* **Exercise objective**:
Starting at the line that contains "repository 106de660a0c5177a" and ending at the line that contains "directly. Level-1 entries", the lines below are to be given again exactly, with nothing added.

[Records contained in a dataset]
◇ ◇ ◇ ◇ ◇

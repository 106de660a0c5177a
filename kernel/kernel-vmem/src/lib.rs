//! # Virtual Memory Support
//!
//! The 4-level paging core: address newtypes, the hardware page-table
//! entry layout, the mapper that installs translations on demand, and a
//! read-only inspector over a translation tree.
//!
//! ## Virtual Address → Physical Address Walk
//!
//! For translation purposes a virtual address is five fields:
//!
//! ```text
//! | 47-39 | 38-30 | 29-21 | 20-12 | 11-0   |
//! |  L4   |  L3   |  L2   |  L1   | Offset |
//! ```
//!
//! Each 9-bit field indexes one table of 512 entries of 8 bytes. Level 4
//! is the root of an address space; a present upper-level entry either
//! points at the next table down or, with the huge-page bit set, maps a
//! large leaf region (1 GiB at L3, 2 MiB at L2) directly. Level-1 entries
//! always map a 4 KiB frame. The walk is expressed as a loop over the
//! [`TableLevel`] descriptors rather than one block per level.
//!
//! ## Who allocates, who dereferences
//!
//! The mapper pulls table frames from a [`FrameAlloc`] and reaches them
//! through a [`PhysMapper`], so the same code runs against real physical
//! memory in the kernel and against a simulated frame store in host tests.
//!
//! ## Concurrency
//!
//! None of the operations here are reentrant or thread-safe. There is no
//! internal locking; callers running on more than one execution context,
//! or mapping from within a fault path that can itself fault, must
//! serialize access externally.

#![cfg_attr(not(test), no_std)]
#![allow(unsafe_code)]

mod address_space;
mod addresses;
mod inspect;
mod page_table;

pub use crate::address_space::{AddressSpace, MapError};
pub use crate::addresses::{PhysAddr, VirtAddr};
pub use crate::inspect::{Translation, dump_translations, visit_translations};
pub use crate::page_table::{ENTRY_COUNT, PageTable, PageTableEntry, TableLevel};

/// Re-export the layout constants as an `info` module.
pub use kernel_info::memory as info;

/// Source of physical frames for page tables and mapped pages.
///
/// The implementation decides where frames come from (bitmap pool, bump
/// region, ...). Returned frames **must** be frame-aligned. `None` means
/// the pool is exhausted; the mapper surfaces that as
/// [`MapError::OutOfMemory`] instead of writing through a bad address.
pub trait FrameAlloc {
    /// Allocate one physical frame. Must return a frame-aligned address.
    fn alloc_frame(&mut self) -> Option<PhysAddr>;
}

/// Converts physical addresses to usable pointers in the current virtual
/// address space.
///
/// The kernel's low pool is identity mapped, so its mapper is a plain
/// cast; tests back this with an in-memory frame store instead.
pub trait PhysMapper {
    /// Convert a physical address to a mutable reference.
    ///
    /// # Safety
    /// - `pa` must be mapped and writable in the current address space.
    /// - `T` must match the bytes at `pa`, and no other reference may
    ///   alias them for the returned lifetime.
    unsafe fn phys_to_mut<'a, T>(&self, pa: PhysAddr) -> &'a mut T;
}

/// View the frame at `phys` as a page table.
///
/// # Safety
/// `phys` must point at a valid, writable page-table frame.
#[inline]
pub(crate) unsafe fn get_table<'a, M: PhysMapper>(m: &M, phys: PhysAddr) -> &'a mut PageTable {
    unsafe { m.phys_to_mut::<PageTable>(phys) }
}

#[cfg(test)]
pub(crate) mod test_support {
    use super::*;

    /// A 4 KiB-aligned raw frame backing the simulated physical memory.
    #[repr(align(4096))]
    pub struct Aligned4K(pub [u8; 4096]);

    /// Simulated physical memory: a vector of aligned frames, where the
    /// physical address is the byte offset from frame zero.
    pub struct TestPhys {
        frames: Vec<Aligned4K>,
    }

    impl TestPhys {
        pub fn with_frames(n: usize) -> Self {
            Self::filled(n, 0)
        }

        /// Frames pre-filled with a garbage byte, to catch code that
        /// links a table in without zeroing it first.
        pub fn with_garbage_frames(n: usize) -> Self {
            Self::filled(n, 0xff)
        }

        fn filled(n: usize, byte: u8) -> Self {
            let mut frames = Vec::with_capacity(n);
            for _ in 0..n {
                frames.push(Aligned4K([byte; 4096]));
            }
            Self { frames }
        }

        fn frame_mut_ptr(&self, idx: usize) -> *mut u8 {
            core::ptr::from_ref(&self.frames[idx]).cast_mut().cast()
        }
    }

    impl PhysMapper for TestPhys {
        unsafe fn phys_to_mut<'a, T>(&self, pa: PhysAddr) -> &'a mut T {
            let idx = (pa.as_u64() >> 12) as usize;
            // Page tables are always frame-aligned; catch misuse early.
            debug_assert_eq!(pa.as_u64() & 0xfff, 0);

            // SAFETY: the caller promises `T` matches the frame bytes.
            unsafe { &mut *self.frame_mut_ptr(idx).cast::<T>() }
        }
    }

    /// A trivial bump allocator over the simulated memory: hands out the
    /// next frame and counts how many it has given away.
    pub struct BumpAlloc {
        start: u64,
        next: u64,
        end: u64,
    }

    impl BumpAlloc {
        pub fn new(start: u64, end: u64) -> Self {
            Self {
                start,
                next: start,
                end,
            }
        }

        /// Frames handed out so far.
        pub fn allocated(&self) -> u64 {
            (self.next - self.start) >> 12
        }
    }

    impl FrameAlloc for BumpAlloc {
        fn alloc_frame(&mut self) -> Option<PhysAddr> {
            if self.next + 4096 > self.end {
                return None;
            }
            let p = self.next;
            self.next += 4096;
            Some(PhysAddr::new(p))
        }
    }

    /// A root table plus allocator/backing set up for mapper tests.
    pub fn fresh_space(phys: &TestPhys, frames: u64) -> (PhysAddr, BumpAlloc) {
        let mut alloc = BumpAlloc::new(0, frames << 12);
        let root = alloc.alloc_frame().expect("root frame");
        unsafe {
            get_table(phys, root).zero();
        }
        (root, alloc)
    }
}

◇ ◇ ◇ ◇ ◇

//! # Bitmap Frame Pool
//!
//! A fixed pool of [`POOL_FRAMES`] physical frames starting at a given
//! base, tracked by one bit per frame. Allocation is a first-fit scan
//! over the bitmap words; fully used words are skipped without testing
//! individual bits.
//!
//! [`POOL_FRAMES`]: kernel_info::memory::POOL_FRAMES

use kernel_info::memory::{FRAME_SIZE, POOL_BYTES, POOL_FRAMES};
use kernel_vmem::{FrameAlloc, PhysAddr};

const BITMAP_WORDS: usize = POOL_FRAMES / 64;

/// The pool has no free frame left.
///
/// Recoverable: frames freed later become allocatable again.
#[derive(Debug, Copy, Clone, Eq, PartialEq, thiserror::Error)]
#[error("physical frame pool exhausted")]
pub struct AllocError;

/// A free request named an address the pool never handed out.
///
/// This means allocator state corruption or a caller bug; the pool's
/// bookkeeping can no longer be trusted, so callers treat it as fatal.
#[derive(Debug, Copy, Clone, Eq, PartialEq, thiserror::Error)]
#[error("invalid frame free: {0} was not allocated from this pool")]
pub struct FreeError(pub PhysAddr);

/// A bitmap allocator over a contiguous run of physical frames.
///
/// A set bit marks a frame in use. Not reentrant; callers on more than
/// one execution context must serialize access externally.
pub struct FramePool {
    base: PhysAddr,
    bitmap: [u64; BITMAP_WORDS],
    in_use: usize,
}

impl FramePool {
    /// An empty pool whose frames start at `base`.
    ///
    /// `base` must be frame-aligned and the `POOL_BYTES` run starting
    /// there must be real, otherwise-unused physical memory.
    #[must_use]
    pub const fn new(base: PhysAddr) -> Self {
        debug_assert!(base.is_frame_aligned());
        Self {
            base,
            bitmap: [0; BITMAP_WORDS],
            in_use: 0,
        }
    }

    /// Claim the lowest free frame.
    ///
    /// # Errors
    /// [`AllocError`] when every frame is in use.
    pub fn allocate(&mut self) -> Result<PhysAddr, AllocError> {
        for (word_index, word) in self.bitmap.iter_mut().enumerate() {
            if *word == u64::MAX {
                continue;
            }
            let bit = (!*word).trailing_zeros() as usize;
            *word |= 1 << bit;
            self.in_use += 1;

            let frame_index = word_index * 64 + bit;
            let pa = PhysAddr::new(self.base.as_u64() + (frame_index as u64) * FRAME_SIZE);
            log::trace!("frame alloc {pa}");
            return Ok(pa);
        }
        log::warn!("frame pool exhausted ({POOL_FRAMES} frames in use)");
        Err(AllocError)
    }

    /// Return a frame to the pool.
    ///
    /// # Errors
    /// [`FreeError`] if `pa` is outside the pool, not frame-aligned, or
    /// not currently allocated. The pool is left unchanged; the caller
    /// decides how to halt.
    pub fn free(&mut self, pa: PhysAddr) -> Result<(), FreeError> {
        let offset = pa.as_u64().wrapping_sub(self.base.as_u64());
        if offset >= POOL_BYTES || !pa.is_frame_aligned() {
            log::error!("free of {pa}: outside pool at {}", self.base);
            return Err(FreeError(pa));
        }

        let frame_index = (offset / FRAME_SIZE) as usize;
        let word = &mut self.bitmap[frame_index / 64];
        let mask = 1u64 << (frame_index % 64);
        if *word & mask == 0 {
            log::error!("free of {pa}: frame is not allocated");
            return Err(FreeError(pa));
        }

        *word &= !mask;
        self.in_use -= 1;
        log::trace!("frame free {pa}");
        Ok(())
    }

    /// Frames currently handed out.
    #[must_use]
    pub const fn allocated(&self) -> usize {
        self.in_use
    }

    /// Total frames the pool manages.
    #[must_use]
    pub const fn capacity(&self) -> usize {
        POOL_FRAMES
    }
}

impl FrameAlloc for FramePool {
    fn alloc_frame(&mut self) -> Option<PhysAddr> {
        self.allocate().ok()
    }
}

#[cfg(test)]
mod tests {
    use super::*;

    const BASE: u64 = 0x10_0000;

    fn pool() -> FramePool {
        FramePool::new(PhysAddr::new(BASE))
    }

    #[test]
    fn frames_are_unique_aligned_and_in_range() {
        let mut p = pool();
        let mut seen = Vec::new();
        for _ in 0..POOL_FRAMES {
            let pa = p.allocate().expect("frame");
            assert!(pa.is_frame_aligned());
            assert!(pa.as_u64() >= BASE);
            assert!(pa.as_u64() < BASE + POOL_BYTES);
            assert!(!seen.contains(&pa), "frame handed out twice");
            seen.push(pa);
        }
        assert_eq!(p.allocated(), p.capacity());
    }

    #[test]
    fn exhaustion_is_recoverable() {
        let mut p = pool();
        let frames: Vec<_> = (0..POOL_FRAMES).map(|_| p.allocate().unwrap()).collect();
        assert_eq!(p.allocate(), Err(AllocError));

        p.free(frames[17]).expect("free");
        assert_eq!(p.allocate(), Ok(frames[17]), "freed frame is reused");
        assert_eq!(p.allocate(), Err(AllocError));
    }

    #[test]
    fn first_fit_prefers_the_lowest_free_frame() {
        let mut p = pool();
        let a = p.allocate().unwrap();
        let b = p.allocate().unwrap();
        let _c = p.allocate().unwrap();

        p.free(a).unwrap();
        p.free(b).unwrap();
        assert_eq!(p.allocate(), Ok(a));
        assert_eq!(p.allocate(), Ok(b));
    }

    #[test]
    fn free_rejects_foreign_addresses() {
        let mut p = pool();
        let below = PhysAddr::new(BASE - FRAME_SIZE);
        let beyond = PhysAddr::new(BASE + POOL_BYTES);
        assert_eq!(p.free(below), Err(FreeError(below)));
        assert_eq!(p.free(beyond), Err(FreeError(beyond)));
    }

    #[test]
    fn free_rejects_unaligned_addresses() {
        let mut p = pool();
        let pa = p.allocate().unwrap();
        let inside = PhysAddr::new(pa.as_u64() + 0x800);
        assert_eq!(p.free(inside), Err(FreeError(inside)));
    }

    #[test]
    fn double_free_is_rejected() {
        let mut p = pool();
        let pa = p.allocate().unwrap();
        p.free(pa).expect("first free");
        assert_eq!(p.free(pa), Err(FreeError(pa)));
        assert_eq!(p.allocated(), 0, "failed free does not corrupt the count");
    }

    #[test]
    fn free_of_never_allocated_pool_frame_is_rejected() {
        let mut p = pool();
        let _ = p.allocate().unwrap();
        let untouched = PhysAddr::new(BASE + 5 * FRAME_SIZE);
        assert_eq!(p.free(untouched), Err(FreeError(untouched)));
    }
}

◇ ◇ ◇ ◇ ◇

* **Exercise response**:
repository 106de660a0c5177a
filename kernel/kernel-vmem/src/lib.rs
//! # Virtual Memory Support
//!
//! The 4-level paging core: address newtypes, the hardware page-table
//! entry layout, the mapper that installs translations on demand, and a
//! read-only inspector over a translation tree.
//!
//! ## Virtual Address → Physical Address Walk
//!
//! For translation purposes a virtual address is five fields:
//!
//! ```text
//! | 47-39 | 38-30 | 29-21 | 20-12 | 11-0   |
//! |  L4   |  L3   |  L2   |  L1   | Offset |
//! ```
//!
//! Each 9-bit field indexes one table of 512 entries of 8 bytes. Level 4
//! is the root of an address space; a present upper-level entry either
//! points at the next table down or, with the huge-page bit set, maps a
//! large leaf region (1 GiB at L3, 2 MiB at L2) directly. Level-1 entries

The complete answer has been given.